■ Task description ■
Each line of the listing needs to be given again exactly.

[Opening Provided entries section]

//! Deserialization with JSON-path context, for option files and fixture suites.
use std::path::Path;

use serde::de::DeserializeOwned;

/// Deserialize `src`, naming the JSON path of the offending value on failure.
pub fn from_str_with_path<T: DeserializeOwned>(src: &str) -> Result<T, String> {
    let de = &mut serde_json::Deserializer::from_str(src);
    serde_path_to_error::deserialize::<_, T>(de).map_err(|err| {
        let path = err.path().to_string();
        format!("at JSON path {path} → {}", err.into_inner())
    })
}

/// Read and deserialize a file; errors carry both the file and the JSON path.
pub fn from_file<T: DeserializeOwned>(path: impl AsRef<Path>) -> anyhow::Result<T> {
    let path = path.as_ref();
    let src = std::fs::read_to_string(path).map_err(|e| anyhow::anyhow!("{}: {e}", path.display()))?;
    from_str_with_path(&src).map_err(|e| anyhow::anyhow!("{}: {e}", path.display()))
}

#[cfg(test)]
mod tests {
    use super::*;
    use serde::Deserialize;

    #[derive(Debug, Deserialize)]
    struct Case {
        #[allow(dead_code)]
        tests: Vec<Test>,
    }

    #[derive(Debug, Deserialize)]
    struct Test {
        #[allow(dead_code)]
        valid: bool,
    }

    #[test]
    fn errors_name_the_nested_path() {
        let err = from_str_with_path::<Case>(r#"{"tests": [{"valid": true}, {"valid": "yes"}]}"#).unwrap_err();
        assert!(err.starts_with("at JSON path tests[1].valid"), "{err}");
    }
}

[Closing Provided entries section]

■ Exercise answer ■
//! Deserialization with JSON-path context, for option files and fixture suites.
use std::path::Path;

use serde::de::DeserializeOwned;

/// Deserialize `src`, naming the JSON path of the offending value on failure.
pub fn from_str_with_path<T: DeserializeOwned>(src: &str) -> Result<T, String> {
    let de = &mut serde_json::Deserializer::from_str(src);
    serde_path_to_error::deserialize::<_, T>(de).map_err(|err| {
        let path = err.path().to_string();
        format!("at JSON path {path} → {}", err.into_inner())
    })
}

/// Read and deserialize a file; errors carry both the file and the JSON path.
pub fn from_file<T: DeserializeOwned>(path: impl AsRef<Path>) -> anyhow::Result<T> {
    let path = path.as_ref();
    let src = std::fs::read_to_string(path).map_err(|e| anyhow::anyhow!("{}: {e}", path.display()))?;
    from_str_with_path(&src).map_err(|e| anyhow::anyhow!("{}: {e}", path.display()))
}

#[cfg(test)]
mod tests {
    use super::*;
    use serde::Deserialize;

    #[derive(Debug, Deserialize)]
    struct Case {
        #[allow(dead_code)]
        tests: Vec<Test>,
    }

    #[derive(Debug, Deserialize)]
    struct Test {
        #[allow(dead_code)]
        valid: bool,
    }

    #[test]
    fn errors_name_the_nested_path() {
        let err = from_str_with_path::<Case>(r#"{"tests": [{"valid": true}, {"valid": "yes"}]}"#).unwrap_err();
        assert!(err.starts_with("at JSON path tests[1].valid"), "{err}");
    }
}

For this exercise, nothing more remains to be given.